こうした患者は舌痛症と同じように中年女性に多いが、不明な部分も多く、明確な治療法はないのが現状だ。

 神奈川歯科大学総合歯科学講座の教授で同大学附属病院・包括的咬合機能回復外来の玉置勝司歯科医師はこの分野の専門家だ。

「かぶせものや詰め物をした後、上下の歯と歯の間に紙をはさみ、『カチカチやってください』と言われたことがあるでしょう。あれは20~30μm(マイクロメートル、1マイクロメートルは1ミリの1000分の1)のごく薄い咬合紙を使ってかみ合わせを診ているのです。歯が当たる部分に色が付き、その接触状態を判断して調整することができます。調整もミクロン単位でおこなうので、通常、大きな問題は起こりません。ところが、一部の咬合違和感症候群の患者さんは治療の後、『違和感がある』『かんだときにずれる』『食事がしづらい』などと訴えることがあります。
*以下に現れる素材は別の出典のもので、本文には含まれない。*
//! Metrics sinks fed by the dispatcher.
//!
//! [`MetricsSink`] is the event interface the dispatcher reports to. Calls
//! are fire-and-forget: implementations must return quickly and never
//! persist on the caller's thread.
//!
//! Two sinks are provided:
//!
//! - [`RecorderSink`] forwards to the `metrics` facade (install a recorder
//!   such as prometheus to export them).
//! - [`InMemoryMetrics`] accumulates a [`MetricsSnapshot`] for dashboards,
//!   with explicit JSON [`save`](InMemoryMetrics::save) /
//!   [`load`](InMemoryMetrics::load).

use std::collections::{BTreeMap, HashMap};
use std::fs;
use std::path::Path;
use std::sync::{Mutex, PoisonError};

use serde::{Deserialize, Serialize};
use tracing::debug;

use crate::Result;
use crate::telemetry;

/// Receiver for dispatcher events.
pub trait MetricsSink: Send + Sync {
    /// Generation latency of a successful backend call, in seconds.
    fn log_latency(&self, seconds: f64);

    /// A query was answered from the response cache.
    fn log_cache_hit(&self);

    /// A query missed the response cache and went to a backend.
    fn log_cache_miss(&self) {}

    /// A query was received.
    fn log_query(&self);

    /// Cost incurred by a backend call, in USD.
    fn log_model_cost(&self, backend_id: &str, cost: f64);

    /// The question text of a freshly generated answer (top-question
    /// tracking).
    fn log_question(&self, question: &str);
}

/// Sink that forwards events to the `metrics` facade.
///
/// Question text is not exported as a label (unbounded cardinality); it is
/// only traced at debug level.
#[derive(Debug, Clone, Copy, Default)]
pub struct RecorderSink;

impl MetricsSink for RecorderSink {
    fn log_latency(&self, seconds: f64) {
        metrics::histogram!(telemetry::ANSWER_LATENCY_SECONDS).record(seconds);
    }

    fn log_cache_hit(&self) {
        metrics::counter!(telemetry::CACHE_HITS_TOTAL).increment(1);
    }

    fn log_cache_miss(&self) {
        metrics::counter!(telemetry::CACHE_MISSES_TOTAL).increment(1);
    }

    fn log_query(&self) {
        metrics::counter!(telemetry::QUERIES_TOTAL).increment(1);
    }

    fn log_model_cost(&self, backend_id: &str, cost: f64) {
        metrics::histogram!(telemetry::REQUEST_COST_USD, "backend" => backend_id.to_owned())
            .record(cost);
    }

    fn log_question(&self, question: &str) {
        debug!(question, "answered question");
    }
}

/// Accumulated metrics, serializable for persistence.
#[derive(Debug, Clone, Default, PartialEq, Serialize, Deserialize)]
pub struct MetricsSnapshot {
    #[serde(default)]
    pub latencies: Vec<f64>,
    #[serde(default)]
    pub cache_hits: u64,
    #[serde(default)]
    pub total_queries: u64,
    /// Total cost per backend id, in USD.
    #[serde(default)]
    pub model_costs: BTreeMap<String, f64>,
    /// Number of times each question was freshly answered.
    #[serde(default)]
    pub top_questions: HashMap<String, u64>,
}

impl MetricsSnapshot {
    /// 95th percentile latency in seconds (0.0 with no samples).
    pub fn p95_latency(&self) -> f64 {
        if self.latencies.is_empty() {
            return 0.0;
        }
        let mut sorted = self.latencies.clone();
        sorted.sort_by(f64::total_cmp);
        let index = ((0.95 * sorted.len() as f64) as usize).min(sorted.len() - 1);
        sorted[index]
    }

    /// Cache hits over total queries (0.0 with no queries).
    pub fn cache_hit_rate(&self) -> f64 {
        if self.total_queries == 0 {
            return 0.0;
        }
        self.cache_hits as f64 / self.total_queries as f64
    }

    /// Total cost across all backends, in USD.
    pub fn total_cost(&self) -> f64 {
        self.model_costs.values().sum()
    }

    /// The `n` most frequent questions, most frequent first. Ties are
    /// ordered alphabetically.
    pub fn top_questions(&self, n: usize) -> Vec<(String, u64)> {
        let mut questions: Vec<_> = self
            .top_questions
            .iter()
            .map(|(q, c)| (q.clone(), *c))
            .collect();
        questions.sort_by(|a, b| b.1.cmp(&a.1).then_with(|| a.0.cmp(&b.0)));
        questions.truncate(n);
        questions
    }
}

/// Sink that accumulates a [`MetricsSnapshot`] in memory.
#[derive(Debug, Default)]
pub struct InMemoryMetrics {
    inner: Mutex<MetricsSnapshot>,
}

impl InMemoryMetrics {
    pub fn new() -> Self {
        Self::default()
    }

    /// Resume from a previously saved snapshot.
    pub fn from_snapshot(snapshot: MetricsSnapshot) -> Self {
        Self {
            inner: Mutex::new(snapshot),
        }
    }

    /// Copy of the current totals.
    pub fn snapshot(&self) -> MetricsSnapshot {
        self.lock().clone()
    }

    /// Zero every counter.
    pub fn reset(&self) {
        *self.lock() = MetricsSnapshot::default();
    }

    /// Write the current snapshot as JSON.
    pub fn save(&self, path: &Path) -> Result<()> {
        let json = serde_json::to_string_pretty(&self.snapshot())?;
        fs::write(path, json)?;
        Ok(())
    }

    /// Load a snapshot written by [`save`](Self::save). A missing file
    /// yields empty metrics.
    pub fn load(path: &Path) -> Result<Self> {
        if !path.exists() {
            return Ok(Self::new());
        }
        let content = fs::read_to_string(path)?;
        Ok(Self::from_snapshot(serde_json::from_str(&content)?))
    }

    fn lock(&self) -> std::sync::MutexGuard<'_, MetricsSnapshot> {
        self.inner.lock().unwrap_or_else(PoisonError::into_inner)
    }
}

impl MetricsSink for InMemoryMetrics {
    fn log_latency(&self, seconds: f64) {
        self.lock().latencies.push(seconds);
    }

    fn log_cache_hit(&self) {
        self.lock().cache_hits += 1;
    }

    fn log_query(&self) {
        self.lock().total_queries += 1;
    }

    fn log_model_cost(&self, backend_id: &str, cost: f64) {
        *self
            .lock()
            .model_costs
            .entry(backend_id.to_owned())
            .or_insert(0.0) += cost;
    }

    fn log_question(&self, question: &str) {
        *self
            .lock()
            .top_questions
            .entry(question.to_owned())
            .or_insert(0) += 1;
    }
}
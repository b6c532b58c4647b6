//! Primary backend selection.

pub mod selector;

pub use selector::{ModelSelector, SelectorConfig};
//! Remote (hosted API) backend.

use std::sync::Arc;
use std::time::{Duration, Instant};

use async_trait::async_trait;
use serde::{Deserialize, Serialize};

use super::{Backend, Generation};
use crate::Result;
use crate::catalog::ModelDescriptor;
use crate::tokenizer::TokenBudgetEstimator;

/// Default per-request timeout for remote calls.
pub const DEFAULT_REMOTE_TIMEOUT: Duration = Duration::from_secs(10);

/// Default sampling temperature for remote calls.
pub const DEFAULT_TEMPERATURE: f32 = 0.7;

/// A single chat message sent to a remote model.
#[derive(Debug, Clone, PartialEq, Serialize, Deserialize)]
pub struct ChatMessage {
    pub role: String,
    pub content: String,
}

impl ChatMessage {
    pub fn user(content: impl Into<String>) -> Self {
        Self {
            role: "user".to_string(),
            content: content.into(),
        }
    }

    pub fn system(content: impl Into<String>) -> Self {
        Self {
            role: "system".to_string(),
            content: content.into(),
        }
    }
}

/// Token usage reported by a remote API.
#[derive(Debug, Clone, Copy, Default, PartialEq, Eq, Serialize, Deserialize)]
pub struct Usage {
    #[serde(default)]
    pub prompt_tokens: u64,
    #[serde(default)]
    pub completion_tokens: u64,
    #[serde(default)]
    pub total_tokens: u64,
}

/// A completion returned by a [`RemoteClient`].
#[derive(Debug, Clone, PartialEq)]
pub struct Completion {
    pub text: String,
    pub usage: Usage,
}

/// Client for a hosted chat-completion API.
///
/// Implementations must enforce `timeout` themselves and map failures to
/// [`RouterError::Timeout`](crate::RouterError::Timeout),
/// [`RateLimited`](crate::RouterError::RateLimited),
/// [`ServerError`](crate::RouterError::ServerError) or
/// [`Api`](crate::RouterError::Api)/[`Http`](crate::RouterError::Http).
#[async_trait]
pub trait RemoteClient: Send + Sync {
    async fn complete(
        &self,
        model_id: &str,
        messages: &[ChatMessage],
        max_tokens: u32,
        temperature: f32,
        timeout: Duration,
    ) -> Result<Completion>;
}

/// [`Backend`] for one remote model served by a [`RemoteClient`].
///
/// Cost is `usage.total_tokens × cost_per_token`.
pub struct RemoteBackend {
    descriptor: ModelDescriptor,
    client: Arc<dyn RemoteClient>,
    estimator: Arc<TokenBudgetEstimator>,
    timeout: Duration,
    temperature: f32,
}

impl RemoteBackend {
    pub fn new(
        descriptor: ModelDescriptor,
        client: Arc<dyn RemoteClient>,
        estimator: Arc<TokenBudgetEstimator>,
    ) -> Self {
        Self {
            descriptor,
            client,
            estimator,
            timeout: DEFAULT_REMOTE_TIMEOUT,
            temperature: DEFAULT_TEMPERATURE,
        }
    }

    /// Set the per-request timeout.
    pub fn timeout(mut self, timeout: Duration) -> Self {
        self.timeout = timeout;
        self
    }

    /// Set the sampling temperature.
    pub fn temperature(mut self, temperature: f32) -> Self {
        self.temperature = temperature;
        self
    }
}

#[async_trait]
impl Backend for RemoteBackend {
    fn descriptor(&self) -> &ModelDescriptor {
        &self.descriptor
    }

    fn estimate_tokens(&self, text: &str) -> usize {
        self.estimator.estimate(text, &self.descriptor)
    }

    async fn generate(&self, prompt: &str, max_tokens: u32) -> Result<Generation> {
        let start = Instant::now();
        let messages = [ChatMessage::user(prompt)];
        let completion = self
            .client
            .complete(
                &self.descriptor.id,
                &messages,
                max_tokens,
                self.temperature,
                self.timeout,
            )
            .await?;

        Ok(Generation {
            text: completion.text,
            latency: start.elapsed(),
            cost_usd: completion.usage.total_tokens as f64 * self.descriptor.cost_per_token,
        })
    }
}
//! Configuration loading.
//!
//! Configuration is loaded from TOML files with the following resolution order:
//! 1. Explicit path (e.g. `--config <path>`)
//! 2. `~/.vegvisir/config.toml` (user)
//! 3. `/etc/vegvisir/config.toml` (system)
//!
//! [`Config::load_or_default`] uses the built-in defaults when none exist.
//!
//! Secrets are loaded separately with mandatory permission checks:
//! 1. `~/.vegvisir/secrets.toml` (user, must be 0600)
//! 2. `/etc/vegvisir/secrets.toml` (system, must be 0600)
//!
//! A minimal config only names the local inference command:
//!
//! ```toml
//! [local]
//! command = "llama-cli"
//! args = ["-m", "/opt/models/qa.gguf", "-n", "{max_tokens}", "-f", "/dev/stdin"]
//! ```

use std::fs;
use std::path::{Path, PathBuf};
use std::sync::Arc;
use std::time::Duration;

use serde::Deserialize;

use crate::backends::openai::DEFAULT_BASE_URL;
use crate::backends::remote::{DEFAULT_REMOTE_TIMEOUT, DEFAULT_TEMPERATURE};
use crate::backends::{CommandModel, OpenAiClient};
use crate::cache::CacheConfig;
use crate::catalog::{ModelCatalog, ModelDescriptor};
use crate::gateway::{Router, RouterBuilder};
use crate::routing::SelectorConfig;
use crate::{Result, RouterError};

/// Router configuration.
#[derive(Debug, Clone, Default, Deserialize)]
pub struct Config {
    #[serde(default)]
    pub selector: SelectorConfig,
    #[serde(default)]
    pub remote: RemoteConfig,
    #[serde(default)]
    pub local: Option<LocalConfig>,
    #[serde(default)]
    pub cache: CacheConfig,
    /// Replacement model catalog. Default: the built-in three-tier catalog.
    #[serde(default)]
    pub models: Option<Vec<ModelDescriptor>>,
    /// Text of the degraded response returned when every backend fails.
    #[serde(default)]
    pub fallback_message: Option<String>,
}

/// Remote API configuration.
#[derive(Debug, Clone, Deserialize)]
pub struct RemoteConfig {
    /// OpenAI-compatible base URL (default: https://api.openai.com).
    #[serde(default = "default_base_url")]
    pub base_url: String,
    /// Per-request timeout in seconds (default: 10).
    #[serde(default = "default_timeout_secs")]
    pub timeout_secs: u64,
    /// Sampling temperature (default: 0.7).
    #[serde(default = "default_temperature")]
    pub temperature: f32,
}

impl Default for RemoteConfig {
    fn default() -> Self {
        Self {
            base_url: default_base_url(),
            timeout_secs: default_timeout_secs(),
            temperature: default_temperature(),
        }
    }
}

fn default_base_url() -> String {
    DEFAULT_BASE_URL.to_string()
}

fn default_timeout_secs() -> u64 {
    DEFAULT_REMOTE_TIMEOUT.as_secs()
}

fn default_temperature() -> f32 {
    DEFAULT_TEMPERATURE
}

/// Local inference command.
#[derive(Debug, Clone, Deserialize)]
pub struct LocalConfig {
    /// Executable to run; the prompt is written to its stdin.
    pub command: String,
    /// Arguments; `{max_tokens}` is replaced with the token budget.
    #[serde(default)]
    pub args: Vec<String>,
}

/// Secrets configuration (API keys).
#[derive(Debug, Clone, Default, Deserialize)]
pub struct Secrets {
    #[serde(default)]
    pub openai: Option<ApiKeySecret>,
}

/// A single API key secret.
#[derive(Debug, Clone, Deserialize)]
pub struct ApiKeySecret {
    pub api_key: String,
}

/// User then system config locations.
fn search_paths() -> Vec<PathBuf> {
    let mut paths = Vec::with_capacity(2);
    if let Some(home) = dirs::home_dir() {
        paths.push(home.join(".vegvisir").join("config.toml"));
    }
    paths.push(PathBuf::from("/etc/vegvisir/config.toml"));
    paths
}

/// Resolve the config file path: the explicit path if given (it must
/// exist), else the first existing candidate.
fn find_config_path(explicit: Option<&Path>, candidates: &[PathBuf]) -> Result<Option<PathBuf>> {
    if let Some(path) = explicit {
        if path.exists() {
            return Ok(Some(path.to_path_buf()));
        }
        return Err(RouterError::Configuration(format!(
            "Config file not found: {path:?}"
        )));
    }
    Ok(candidates.iter().find(|p| p.exists()).cloned())
}

/// Environment variable consulted when no secrets file provides a key.
pub const OPENAI_API_KEY_ENV: &str = "OPENAI_API_KEY";

impl Config {
    /// Load configuration from the standard locations.
    ///
    /// Resolution order:
    /// 1. Explicit path (if provided)
    /// 2. `~/.vegvisir/config.toml`
    /// 3. `/etc/vegvisir/config.toml`
    pub fn load(explicit_path: Option<&Path>) -> Result<Self> {
        match find_config_path(explicit_path, &search_paths())? {
            Some(path) => Self::load_from(&path),
            None => Err(RouterError::Configuration(
                "No config file found. Create ~/.vegvisir/config.toml or /etc/vegvisir/config.toml"
                    .to_string(),
            )),
        }
    }

    /// Like [`load()`](Self::load), but falls back to [`Config::default()`]
    /// when no file is found in the standard locations. An explicit path
    /// must still exist.
    pub fn load_or_default(explicit_path: Option<&Path>) -> Result<Self> {
        Self::load_or_default_in(explicit_path, &search_paths())
    }

    fn load_or_default_in(explicit_path: Option<&Path>, candidates: &[PathBuf]) -> Result<Self> {
        match find_config_path(explicit_path, candidates)? {
            Some(path) => Self::load_from(&path),
            None => Ok(Self::default()),
        }
    }

    /// Load configuration from a specific file.
    pub fn load_from(path: &Path) -> Result<Self> {
        let content = fs::read_to_string(path).map_err(|e| {
            RouterError::Configuration(format!("Failed to read config file {path:?}: {e}"))
        })?;
        toml::from_str(&content).map_err(|e| {
            RouterError::Configuration(format!("Failed to parse config file {path:?}: {e}"))
        })
    }

    /// The model catalog this config describes.
    pub fn catalog(&self) -> Result<ModelCatalog> {
        match &self.models {
            Some(models) => ModelCatalog::new(models.clone()),
            None => Ok(ModelCatalog::default()),
        }
    }

    /// A [`RouterBuilder`] populated from this config.
    ///
    /// Remote backends are enabled only when `secrets` yields an OpenAI key.
    /// The caller may further customise the builder (e.g. metrics sink)
    /// before building.
    pub fn router_builder(&self, secrets: &Secrets) -> Result<RouterBuilder> {
        let mut builder = Router::builder()
            .catalog(self.catalog()?)
            .selector_config(self.selector)
            .cache_config(self.cache.clone())
            .remote_timeout(Duration::from_secs(self.remote.timeout_secs))
            .temperature(self.remote.temperature);

        if let Some(local) = &self.local {
            let model = CommandModel::new(&local.command).args(local.args.iter().cloned());
            builder = builder.local_model(Arc::new(model));
        }

        if let Some(api_key) = secrets.openai_api_key() {
            builder = builder.remote_client(Arc::new(OpenAiClient::with_base_url(
                api_key,
                &self.remote.base_url,
            )));
        }

        if let Some(message) = &self.fallback_message {
            builder = builder.fallback_message(message);
        }

        Ok(builder)
    }
}

impl Secrets {
    /// Load secrets from the standard locations with permission checks.
    ///
    /// Resolution order:
    /// 1. `~/.vegvisir/secrets.toml` (if exists, must be 0600)
    /// 2. `/etc/vegvisir/secrets.toml` (if exists, must be 0600)
    ///
    /// Returns empty secrets if no file exists (the key may come from the
    /// environment).
    pub fn load() -> Result<Self> {
        // Try user secrets first
        if let Some(home) = dirs::home_dir() {
            let user_secrets = home.join(".vegvisir").join("secrets.toml");
            if user_secrets.exists() {
                return Self::load_from(&user_secrets);
            }
        }

        // Try system secrets
        let system_secrets = PathBuf::from("/etc/vegvisir/secrets.toml");
        if system_secrets.exists() {
            return Self::load_from(&system_secrets);
        }

        Ok(Secrets::default())
    }

    /// Load secrets from a specific file, enforcing permissions.
    pub fn load_from(path: &Path) -> Result<Self> {
        Self::check_permissions(path)?;
        let content = fs::read_to_string(path).map_err(|e| {
            RouterError::Configuration(format!("Failed to read secrets file {path:?}: {e}"))
        })?;
        toml::from_str(&content).map_err(|e| {
            RouterError::Configuration(format!("Failed to parse secrets file {path:?}: {e}"))
        })
    }

    /// Check that the secrets file has secure permissions (0600 or 0400).
    #[cfg(unix)]
    fn check_permissions(path: &Path) -> Result<()> {
        use std::os::unix::fs::PermissionsExt;

        let metadata = fs::metadata(path).map_err(|e| {
            RouterError::Configuration(format!("Failed to stat secrets file {path:?}: {e}"))
        })?;

        let mode = metadata.permissions().mode();
        // Reject if group or other bits are set
        if mode & 0o077 != 0 {
            return Err(RouterError::Configuration(format!(
                "Secrets file {path:?} has insecure permissions {:o}. Must be 0600 or 0400.",
                mode & 0o777
            )));
        }

        Ok(())
    }

    #[cfg(not(unix))]
    fn check_permissions(_path: &Path) -> Result<()> {
        Ok(())
    }

    /// OpenAI API key, falling back to `OPENAI_API_KEY`. Blank keys count
    /// as absent.
    pub fn openai_api_key(&self) -> Option<String> {
        self.openai
            .as_ref()
            .map(|s| s.api_key.clone())
            .or_else(|| std::env::var(OPENAI_API_KEY_ENV).ok())
            .filter(|key| !key.trim().is_empty())
    }
}
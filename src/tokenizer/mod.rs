//! Best-effort token counting per backend.
//!
//! [`TokenBudgetEstimator`] maps backends to exact tokenizers where one is
//! registered and falls back to a word-count heuristic otherwise. It never
//! fails: routing decisions only need a usable estimate.

#[cfg(feature = "hf-tokenizer")]
mod hf;
#[cfg(feature = "tiktoken")]
mod tiktoken;

#[cfg(feature = "hf-tokenizer")]
pub use hf::HfTokenizer;
#[cfg(feature = "tiktoken")]
pub use tiktoken::TiktokenTokenizer;

use std::collections::HashMap;
use std::sync::Arc;

use tracing::debug;

use crate::catalog::{BackendKind, ModelDescriptor};
use crate::error::Result;

/// Exact token counter for one model family.
pub trait TokenizerProvider: Send + Sync {
    /// Count tokens in the given text.
    fn count_tokens(&self, text: &str) -> Result<usize>;
}

/// Heuristic estimate used when no exact tokenizer is available:
/// `round(word_count * 1.3)`.
pub fn heuristic_estimate(text: &str) -> usize {
    let words = text.split_whitespace().count();
    (words as f64 * 1.3).round() as usize
}

/// Per-backend token estimator.
///
/// Resolution order for a backend: tokenizer registered for its id, then
/// one registered for its [`BackendKind`], then [`heuristic_estimate`].
/// Tokenizer errors also fall through to the heuristic.
#[derive(Default)]
pub struct TokenBudgetEstimator {
    by_backend: HashMap<String, Arc<dyn TokenizerProvider>>,
    by_kind: HashMap<BackendKind, Arc<dyn TokenizerProvider>>,
}

impl TokenBudgetEstimator {
    /// Create an estimator with no tokenizers (heuristic only).
    pub fn new() -> Self {
        Self::default()
    }

    /// Create an estimator with the built-in tokenizers.
    ///
    /// With the `tiktoken` feature, remote backends use cl100k_base. If the
    /// encoding cannot be loaded the heuristic is used instead.
    pub fn with_defaults() -> Self {
        #[allow(unused_mut)]
        let mut estimator = Self::new();

        #[cfg(feature = "tiktoken")]
        match TiktokenTokenizer::cl100k() {
            Ok(tokenizer) => estimator.register_kind(BackendKind::Remote, Arc::new(tokenizer)),
            Err(e) => tracing::warn!(error = %e, "cl100k_base unavailable, using heuristic"),
        }

        estimator
    }

    /// Register a tokenizer for every backend of the given kind.
    pub fn register_kind(&mut self, kind: BackendKind, tokenizer: Arc<dyn TokenizerProvider>) {
        self.by_kind.insert(kind, tokenizer);
    }

    /// Register a tokenizer for a specific backend id.
    ///
    /// Takes precedence over the kind-level tokenizer.
    pub fn register_backend(
        &mut self,
        backend_id: impl Into<String>,
        tokenizer: Arc<dyn TokenizerProvider>,
    ) {
        self.by_backend.insert(backend_id.into(), tokenizer);
    }

    /// Estimate tokens in `text` for the given backend.
    pub fn estimate(&self, text: &str, backend: &ModelDescriptor) -> usize {
        let tokenizer = self
            .by_backend
            .get(&backend.id)
            .or_else(|| self.by_kind.get(&backend.kind));
        Self::count_or_estimate(tokenizer, text, &backend.id)
    }

    /// Estimate tokens in `text` using the tokenizer for a backend kind.
    pub fn estimate_for_kind(&self, text: &str, kind: BackendKind) -> usize {
        Self::count_or_estimate(self.by_kind.get(&kind), text, "-")
    }

    fn count_or_estimate(
        tokenizer: Option<&Arc<dyn TokenizerProvider>>,
        text: &str,
        backend: &str,
    ) -> usize {
        match tokenizer.map(|t| t.count_tokens(text)) {
            Some(Ok(count)) => count,
            Some(Err(e)) => {
                debug!(backend, error = %e, "tokenizer failed, using heuristic");
                heuristic_estimate(text)
            }
            None => heuristic_estimate(text),
        }
    }
}

impl std::fmt::Debug for TokenBudgetEstimator {
    fn fmt(&self, f: &mut std::fmt::Formatter<'_>) -> std::fmt::Result {
        f.debug_struct("TokenBudgetEstimator")
            .field("backends", &self.by_backend.keys().collect::<Vec<_>>())
            .field("kinds", &self.by_kind.keys().collect::<Vec<_>>())
            .finish()
    }
}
そして、かみ合わせの微妙な調整を求め、ドクターショッピングを繰り返すことがあるのです」

 こうした人は過去に作った仮歯や上下の歯の模型をいくつも持参して、これまでのかみ合わせ自体の問題、それが全身に影響したという悩みや苦痛を切々と訴えることが多いと言う。

「中には統合失調症やうつ病などの精神疾患による症状の可能性もあるので、その場合は精神科へ紹介します。一方で、そうでない場合は歯科で診ることが大前提。口の中の症状、特にかみ合わせは歯科医師が診てあげないと、患者さんは当然のことなのですが満足しないのです」(玉置勝司歯科医師)

 このような状態に、漢方薬は欠かせない治療手段だ。

 同外来で2018年~19年に咬合違和感症候群と診断した患者のうち、漢方治療の了解を得られた女性10例を分析した。いずれも漢方医学的診断(証、しょう)をおこない、体質に合わせて薬を決定している。その効果をVASという痛みなどの目に見えない症状を数値化するスケールでチェック。その結果、受診後3回目くらいでVAS値が明らかに減少し、症状が軽減したと判断できるケースが半数(50%)に認められた。